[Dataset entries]

= Beginning of Section =

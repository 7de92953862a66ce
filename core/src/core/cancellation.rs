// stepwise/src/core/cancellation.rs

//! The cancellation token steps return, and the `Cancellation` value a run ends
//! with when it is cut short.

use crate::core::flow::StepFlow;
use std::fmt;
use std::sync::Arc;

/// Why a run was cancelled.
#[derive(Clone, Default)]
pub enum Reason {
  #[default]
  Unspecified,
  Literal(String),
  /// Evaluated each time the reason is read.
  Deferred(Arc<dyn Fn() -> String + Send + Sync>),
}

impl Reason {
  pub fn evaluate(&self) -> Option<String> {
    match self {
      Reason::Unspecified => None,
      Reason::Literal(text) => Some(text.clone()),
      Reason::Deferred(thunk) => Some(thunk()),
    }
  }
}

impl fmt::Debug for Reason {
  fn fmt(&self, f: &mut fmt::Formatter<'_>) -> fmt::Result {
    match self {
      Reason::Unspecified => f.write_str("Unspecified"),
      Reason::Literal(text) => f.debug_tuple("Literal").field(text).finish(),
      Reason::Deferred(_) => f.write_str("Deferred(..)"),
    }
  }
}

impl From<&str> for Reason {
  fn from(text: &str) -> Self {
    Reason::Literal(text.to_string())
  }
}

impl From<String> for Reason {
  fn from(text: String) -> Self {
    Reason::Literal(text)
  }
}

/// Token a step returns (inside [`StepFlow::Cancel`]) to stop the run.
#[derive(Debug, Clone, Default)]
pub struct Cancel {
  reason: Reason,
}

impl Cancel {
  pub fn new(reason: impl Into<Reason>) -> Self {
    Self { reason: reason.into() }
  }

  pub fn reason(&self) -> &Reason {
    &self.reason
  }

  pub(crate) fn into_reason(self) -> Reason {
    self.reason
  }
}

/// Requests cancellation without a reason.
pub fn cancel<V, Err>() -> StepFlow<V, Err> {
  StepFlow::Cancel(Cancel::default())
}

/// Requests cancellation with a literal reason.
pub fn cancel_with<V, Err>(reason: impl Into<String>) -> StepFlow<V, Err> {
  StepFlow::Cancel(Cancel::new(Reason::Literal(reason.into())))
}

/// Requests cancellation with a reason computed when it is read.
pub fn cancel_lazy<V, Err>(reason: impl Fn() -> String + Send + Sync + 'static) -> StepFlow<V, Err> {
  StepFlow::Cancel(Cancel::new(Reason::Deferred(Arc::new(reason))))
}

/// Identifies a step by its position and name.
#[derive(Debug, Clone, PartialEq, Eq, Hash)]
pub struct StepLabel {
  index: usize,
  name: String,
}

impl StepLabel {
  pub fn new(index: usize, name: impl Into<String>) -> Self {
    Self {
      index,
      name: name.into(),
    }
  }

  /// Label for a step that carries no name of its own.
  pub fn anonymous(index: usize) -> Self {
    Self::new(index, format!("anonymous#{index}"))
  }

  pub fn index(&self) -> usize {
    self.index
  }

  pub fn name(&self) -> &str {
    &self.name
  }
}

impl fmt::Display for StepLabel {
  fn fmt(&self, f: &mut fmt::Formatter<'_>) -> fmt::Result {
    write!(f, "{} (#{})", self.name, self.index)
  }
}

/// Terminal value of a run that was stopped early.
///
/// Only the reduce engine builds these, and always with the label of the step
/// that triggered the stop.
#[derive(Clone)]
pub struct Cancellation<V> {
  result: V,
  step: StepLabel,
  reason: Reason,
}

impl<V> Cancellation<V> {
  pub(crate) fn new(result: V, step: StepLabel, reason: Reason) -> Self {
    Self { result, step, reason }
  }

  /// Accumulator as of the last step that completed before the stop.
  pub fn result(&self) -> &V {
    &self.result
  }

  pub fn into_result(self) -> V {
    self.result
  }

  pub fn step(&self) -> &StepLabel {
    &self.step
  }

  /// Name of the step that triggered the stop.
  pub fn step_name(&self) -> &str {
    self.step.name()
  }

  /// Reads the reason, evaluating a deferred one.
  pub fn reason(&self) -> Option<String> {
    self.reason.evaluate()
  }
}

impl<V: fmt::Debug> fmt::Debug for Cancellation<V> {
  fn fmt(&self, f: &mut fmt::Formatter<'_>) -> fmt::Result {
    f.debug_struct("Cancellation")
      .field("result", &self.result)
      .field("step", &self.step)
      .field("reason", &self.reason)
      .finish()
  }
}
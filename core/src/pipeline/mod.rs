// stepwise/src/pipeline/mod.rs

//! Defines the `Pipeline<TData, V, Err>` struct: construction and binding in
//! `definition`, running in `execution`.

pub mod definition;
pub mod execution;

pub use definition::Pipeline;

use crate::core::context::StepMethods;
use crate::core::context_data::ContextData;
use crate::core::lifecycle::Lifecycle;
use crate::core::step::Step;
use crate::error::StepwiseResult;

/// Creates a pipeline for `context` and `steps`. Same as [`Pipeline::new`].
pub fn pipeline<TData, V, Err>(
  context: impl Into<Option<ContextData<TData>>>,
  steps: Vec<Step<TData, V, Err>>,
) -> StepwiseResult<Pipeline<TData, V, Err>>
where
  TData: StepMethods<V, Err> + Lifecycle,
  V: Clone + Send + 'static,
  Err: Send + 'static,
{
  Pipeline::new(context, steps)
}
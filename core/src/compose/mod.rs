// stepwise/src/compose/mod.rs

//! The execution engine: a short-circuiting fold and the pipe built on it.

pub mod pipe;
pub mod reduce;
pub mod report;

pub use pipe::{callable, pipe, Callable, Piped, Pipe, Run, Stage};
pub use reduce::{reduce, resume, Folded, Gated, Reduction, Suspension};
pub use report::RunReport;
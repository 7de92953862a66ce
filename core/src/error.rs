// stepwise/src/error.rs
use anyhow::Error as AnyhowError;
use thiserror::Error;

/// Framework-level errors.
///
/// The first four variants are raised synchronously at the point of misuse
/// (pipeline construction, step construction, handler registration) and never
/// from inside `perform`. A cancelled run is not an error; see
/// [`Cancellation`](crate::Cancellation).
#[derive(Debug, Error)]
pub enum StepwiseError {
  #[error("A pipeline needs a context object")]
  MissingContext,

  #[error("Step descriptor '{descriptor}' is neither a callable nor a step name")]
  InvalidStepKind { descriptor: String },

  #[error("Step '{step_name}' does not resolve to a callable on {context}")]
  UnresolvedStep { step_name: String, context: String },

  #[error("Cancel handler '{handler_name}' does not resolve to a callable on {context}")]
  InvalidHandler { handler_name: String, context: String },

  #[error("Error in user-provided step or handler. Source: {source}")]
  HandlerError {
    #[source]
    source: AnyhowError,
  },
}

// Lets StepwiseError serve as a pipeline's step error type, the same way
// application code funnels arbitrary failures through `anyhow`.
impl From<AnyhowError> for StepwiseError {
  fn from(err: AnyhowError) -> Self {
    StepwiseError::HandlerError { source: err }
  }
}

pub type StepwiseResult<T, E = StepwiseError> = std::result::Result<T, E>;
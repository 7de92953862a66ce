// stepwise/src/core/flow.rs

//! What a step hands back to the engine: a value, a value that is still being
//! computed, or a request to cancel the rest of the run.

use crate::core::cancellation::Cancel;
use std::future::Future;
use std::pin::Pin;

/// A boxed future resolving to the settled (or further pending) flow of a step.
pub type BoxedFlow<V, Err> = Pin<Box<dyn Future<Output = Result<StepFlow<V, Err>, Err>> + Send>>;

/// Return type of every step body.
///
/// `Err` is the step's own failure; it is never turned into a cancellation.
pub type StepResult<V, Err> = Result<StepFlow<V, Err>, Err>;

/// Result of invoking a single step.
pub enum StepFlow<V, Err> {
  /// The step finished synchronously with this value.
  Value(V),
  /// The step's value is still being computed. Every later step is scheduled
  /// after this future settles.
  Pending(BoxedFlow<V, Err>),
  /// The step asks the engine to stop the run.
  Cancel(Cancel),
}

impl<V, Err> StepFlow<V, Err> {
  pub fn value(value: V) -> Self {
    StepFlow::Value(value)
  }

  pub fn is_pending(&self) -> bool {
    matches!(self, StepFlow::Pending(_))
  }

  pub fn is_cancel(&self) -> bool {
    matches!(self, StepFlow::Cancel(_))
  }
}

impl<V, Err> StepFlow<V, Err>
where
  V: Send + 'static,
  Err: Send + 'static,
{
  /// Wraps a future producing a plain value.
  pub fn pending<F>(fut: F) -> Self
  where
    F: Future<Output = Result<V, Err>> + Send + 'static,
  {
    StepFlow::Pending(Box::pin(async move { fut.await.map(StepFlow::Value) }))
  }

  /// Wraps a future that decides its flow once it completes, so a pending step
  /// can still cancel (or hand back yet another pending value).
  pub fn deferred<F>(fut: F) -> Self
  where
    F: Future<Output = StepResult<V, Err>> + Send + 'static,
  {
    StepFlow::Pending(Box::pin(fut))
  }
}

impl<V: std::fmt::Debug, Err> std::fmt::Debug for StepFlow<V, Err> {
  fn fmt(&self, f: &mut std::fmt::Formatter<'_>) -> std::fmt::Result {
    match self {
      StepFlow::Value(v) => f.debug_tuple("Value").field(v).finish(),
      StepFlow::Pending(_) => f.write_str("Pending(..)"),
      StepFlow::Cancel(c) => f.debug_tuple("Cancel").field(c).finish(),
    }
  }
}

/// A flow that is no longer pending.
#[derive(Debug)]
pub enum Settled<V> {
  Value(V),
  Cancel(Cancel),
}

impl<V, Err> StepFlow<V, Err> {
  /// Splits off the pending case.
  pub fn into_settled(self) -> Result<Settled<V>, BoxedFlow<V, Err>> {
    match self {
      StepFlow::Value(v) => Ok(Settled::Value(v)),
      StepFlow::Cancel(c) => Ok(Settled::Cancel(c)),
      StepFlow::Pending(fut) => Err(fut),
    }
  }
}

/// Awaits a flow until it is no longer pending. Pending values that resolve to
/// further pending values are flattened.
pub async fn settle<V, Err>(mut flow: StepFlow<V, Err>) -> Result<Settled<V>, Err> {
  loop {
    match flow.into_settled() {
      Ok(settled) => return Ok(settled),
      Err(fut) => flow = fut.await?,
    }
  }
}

= End of Section =
= Beginning of Section =

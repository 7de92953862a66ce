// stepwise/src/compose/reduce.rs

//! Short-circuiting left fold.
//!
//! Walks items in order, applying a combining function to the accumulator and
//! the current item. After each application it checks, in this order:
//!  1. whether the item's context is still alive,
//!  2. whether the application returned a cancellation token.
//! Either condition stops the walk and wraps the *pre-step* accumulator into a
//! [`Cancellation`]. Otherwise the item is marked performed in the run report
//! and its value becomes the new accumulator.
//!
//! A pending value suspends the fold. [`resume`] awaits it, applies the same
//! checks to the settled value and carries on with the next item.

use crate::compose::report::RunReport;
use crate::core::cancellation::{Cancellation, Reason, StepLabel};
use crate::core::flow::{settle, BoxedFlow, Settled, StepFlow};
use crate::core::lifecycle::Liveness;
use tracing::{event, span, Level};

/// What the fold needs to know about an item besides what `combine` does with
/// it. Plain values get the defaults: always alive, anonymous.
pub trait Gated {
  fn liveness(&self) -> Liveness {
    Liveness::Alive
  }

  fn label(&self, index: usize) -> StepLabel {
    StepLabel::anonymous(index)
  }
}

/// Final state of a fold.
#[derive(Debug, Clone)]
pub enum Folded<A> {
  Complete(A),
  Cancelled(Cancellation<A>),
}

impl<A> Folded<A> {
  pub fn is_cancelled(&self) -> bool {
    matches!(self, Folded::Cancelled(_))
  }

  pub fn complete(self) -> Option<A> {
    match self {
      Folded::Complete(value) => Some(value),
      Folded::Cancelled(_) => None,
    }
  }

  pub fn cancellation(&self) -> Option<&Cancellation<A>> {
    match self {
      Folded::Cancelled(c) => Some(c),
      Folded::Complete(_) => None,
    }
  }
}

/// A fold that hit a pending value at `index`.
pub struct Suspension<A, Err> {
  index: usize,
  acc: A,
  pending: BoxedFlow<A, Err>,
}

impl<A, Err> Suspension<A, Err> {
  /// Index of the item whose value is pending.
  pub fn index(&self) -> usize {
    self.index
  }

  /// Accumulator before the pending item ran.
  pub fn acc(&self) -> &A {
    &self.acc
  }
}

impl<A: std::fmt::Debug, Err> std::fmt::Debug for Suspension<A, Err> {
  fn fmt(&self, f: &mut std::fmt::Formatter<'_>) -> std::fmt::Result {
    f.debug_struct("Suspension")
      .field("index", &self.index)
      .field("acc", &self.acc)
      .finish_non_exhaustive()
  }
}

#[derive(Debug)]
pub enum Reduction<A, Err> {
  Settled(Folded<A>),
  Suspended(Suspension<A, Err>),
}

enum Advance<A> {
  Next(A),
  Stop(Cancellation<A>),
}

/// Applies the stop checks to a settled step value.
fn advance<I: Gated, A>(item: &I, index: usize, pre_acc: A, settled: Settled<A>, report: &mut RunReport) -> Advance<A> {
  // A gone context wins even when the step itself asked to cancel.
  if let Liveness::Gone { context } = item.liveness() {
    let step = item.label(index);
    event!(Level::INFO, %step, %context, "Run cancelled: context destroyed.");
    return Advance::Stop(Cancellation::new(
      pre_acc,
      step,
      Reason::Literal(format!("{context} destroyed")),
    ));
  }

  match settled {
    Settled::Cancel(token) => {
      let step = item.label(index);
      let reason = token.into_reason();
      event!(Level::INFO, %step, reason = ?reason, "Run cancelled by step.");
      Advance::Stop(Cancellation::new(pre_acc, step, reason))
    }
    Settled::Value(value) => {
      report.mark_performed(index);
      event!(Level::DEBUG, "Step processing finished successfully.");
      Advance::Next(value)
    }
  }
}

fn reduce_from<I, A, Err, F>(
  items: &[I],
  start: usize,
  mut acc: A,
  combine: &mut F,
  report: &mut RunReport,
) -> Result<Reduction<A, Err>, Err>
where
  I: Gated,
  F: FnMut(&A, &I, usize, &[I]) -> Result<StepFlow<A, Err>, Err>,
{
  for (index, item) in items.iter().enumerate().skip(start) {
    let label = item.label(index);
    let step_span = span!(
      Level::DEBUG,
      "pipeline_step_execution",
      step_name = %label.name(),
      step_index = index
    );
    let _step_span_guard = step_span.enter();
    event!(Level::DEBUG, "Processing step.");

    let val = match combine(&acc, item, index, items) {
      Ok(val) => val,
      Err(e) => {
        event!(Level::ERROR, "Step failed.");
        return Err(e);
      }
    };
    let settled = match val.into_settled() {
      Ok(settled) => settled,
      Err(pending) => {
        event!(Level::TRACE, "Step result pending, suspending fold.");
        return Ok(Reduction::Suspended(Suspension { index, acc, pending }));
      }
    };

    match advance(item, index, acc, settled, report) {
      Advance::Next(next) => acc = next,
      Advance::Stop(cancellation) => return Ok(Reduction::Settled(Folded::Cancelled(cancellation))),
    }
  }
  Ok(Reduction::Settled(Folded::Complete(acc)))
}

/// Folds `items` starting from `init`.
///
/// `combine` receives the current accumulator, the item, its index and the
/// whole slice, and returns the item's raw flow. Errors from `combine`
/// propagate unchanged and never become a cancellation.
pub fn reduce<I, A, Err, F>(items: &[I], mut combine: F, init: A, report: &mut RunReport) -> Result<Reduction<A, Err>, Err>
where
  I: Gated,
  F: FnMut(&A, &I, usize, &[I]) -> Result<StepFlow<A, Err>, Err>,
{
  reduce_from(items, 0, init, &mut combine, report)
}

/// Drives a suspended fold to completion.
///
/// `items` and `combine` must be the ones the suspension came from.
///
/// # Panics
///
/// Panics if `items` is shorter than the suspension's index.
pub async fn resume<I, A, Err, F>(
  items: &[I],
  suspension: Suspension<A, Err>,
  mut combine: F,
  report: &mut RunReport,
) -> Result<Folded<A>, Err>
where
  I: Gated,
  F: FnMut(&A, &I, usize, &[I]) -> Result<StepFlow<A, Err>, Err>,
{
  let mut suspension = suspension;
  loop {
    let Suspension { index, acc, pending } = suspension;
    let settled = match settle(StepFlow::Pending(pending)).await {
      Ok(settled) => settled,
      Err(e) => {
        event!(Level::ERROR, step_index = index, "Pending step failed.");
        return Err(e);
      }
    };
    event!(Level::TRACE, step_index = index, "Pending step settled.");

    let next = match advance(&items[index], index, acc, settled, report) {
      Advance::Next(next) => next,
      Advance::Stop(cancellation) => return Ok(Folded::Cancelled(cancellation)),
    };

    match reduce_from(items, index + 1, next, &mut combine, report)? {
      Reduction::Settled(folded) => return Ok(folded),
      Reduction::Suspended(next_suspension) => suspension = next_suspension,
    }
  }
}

= End of Section =
= Beginning of Section =

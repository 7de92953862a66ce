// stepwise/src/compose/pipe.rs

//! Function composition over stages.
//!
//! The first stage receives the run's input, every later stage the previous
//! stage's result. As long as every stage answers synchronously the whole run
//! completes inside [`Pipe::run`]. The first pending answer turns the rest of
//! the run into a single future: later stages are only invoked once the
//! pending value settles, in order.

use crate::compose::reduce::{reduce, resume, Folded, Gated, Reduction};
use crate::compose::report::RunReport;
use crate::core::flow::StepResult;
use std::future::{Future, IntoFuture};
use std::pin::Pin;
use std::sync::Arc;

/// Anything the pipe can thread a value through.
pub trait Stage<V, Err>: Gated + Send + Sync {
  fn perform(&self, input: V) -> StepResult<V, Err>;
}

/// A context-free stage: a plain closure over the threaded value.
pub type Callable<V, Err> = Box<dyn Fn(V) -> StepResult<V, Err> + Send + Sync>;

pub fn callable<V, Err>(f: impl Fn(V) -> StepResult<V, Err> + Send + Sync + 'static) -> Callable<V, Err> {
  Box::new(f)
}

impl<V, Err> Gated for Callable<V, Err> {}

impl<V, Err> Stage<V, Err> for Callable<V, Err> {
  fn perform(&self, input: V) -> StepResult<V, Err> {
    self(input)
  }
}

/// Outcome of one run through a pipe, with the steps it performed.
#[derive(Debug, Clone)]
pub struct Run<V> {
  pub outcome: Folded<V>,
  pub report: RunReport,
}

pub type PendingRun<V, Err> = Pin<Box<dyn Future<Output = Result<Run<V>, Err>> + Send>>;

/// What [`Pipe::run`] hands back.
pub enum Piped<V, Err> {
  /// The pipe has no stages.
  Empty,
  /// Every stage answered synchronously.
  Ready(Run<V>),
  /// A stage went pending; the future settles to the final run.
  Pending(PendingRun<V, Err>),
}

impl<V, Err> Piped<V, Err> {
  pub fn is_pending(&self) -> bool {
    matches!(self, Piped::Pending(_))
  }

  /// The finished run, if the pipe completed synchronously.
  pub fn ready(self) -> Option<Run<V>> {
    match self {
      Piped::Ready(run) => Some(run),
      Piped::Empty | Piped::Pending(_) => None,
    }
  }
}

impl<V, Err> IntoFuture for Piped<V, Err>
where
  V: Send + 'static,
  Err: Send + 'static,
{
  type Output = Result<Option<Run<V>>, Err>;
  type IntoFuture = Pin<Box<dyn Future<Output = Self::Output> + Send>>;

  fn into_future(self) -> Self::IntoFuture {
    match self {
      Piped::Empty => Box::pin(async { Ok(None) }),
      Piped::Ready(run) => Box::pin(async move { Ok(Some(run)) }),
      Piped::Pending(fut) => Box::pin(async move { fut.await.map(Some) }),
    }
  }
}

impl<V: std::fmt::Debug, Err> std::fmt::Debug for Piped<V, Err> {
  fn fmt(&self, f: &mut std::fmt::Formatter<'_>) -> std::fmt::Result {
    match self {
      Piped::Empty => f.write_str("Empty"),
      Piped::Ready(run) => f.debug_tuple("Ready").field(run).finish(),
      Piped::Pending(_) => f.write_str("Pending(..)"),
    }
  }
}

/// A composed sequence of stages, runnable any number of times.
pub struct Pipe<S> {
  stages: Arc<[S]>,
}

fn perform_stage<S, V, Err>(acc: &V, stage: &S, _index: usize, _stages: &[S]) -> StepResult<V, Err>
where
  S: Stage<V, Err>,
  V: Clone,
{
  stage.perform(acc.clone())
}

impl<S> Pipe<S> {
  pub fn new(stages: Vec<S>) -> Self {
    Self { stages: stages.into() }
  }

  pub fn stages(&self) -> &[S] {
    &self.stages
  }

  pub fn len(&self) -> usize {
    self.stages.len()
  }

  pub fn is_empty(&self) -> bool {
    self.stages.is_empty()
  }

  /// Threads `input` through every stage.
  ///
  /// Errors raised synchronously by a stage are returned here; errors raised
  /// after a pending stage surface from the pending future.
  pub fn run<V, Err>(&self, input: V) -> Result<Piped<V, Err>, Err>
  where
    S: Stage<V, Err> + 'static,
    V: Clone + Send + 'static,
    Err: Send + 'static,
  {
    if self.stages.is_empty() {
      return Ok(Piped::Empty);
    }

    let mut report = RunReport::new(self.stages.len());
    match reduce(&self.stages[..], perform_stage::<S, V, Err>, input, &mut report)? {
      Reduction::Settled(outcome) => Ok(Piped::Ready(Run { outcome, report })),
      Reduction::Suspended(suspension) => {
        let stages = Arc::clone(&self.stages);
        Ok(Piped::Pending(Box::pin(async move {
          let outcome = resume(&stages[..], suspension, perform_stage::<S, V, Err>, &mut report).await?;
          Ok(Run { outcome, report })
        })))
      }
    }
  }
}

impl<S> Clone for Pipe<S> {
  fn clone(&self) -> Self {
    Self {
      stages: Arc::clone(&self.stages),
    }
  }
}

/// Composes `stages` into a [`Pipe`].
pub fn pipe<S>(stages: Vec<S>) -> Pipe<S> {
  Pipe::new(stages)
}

= End of Section =

■ What is expected:
When the line with "settles, in order." is reached in the data above, start copying there, and copy each line exactly until the line with "pub type Callable<V, Err>" has been copied; copy nothing else.

■ Output of the task:
//! pending value settles, in order.

use crate::compose::reduce::{reduce, resume, Folded, Gated, Reduction};
use crate::compose::report::RunReport;
use crate::core::flow::StepResult;
use std::future::{Future, IntoFuture};
use std::pin::Pin;
use std::sync::Arc;

/// Anything the pipe can thread a value through.
pub trait Stage<V, Err>: Gated + Send + Sync {
  fn perform(&self, input: V) -> StepResult<V, Err>;
}

/// A context-free stage: a plain closure over the threaded value.
pub type Callable<V, Err> = Box<dyn Fn(V) -> StepResult<V, Err> + Send + Sync>;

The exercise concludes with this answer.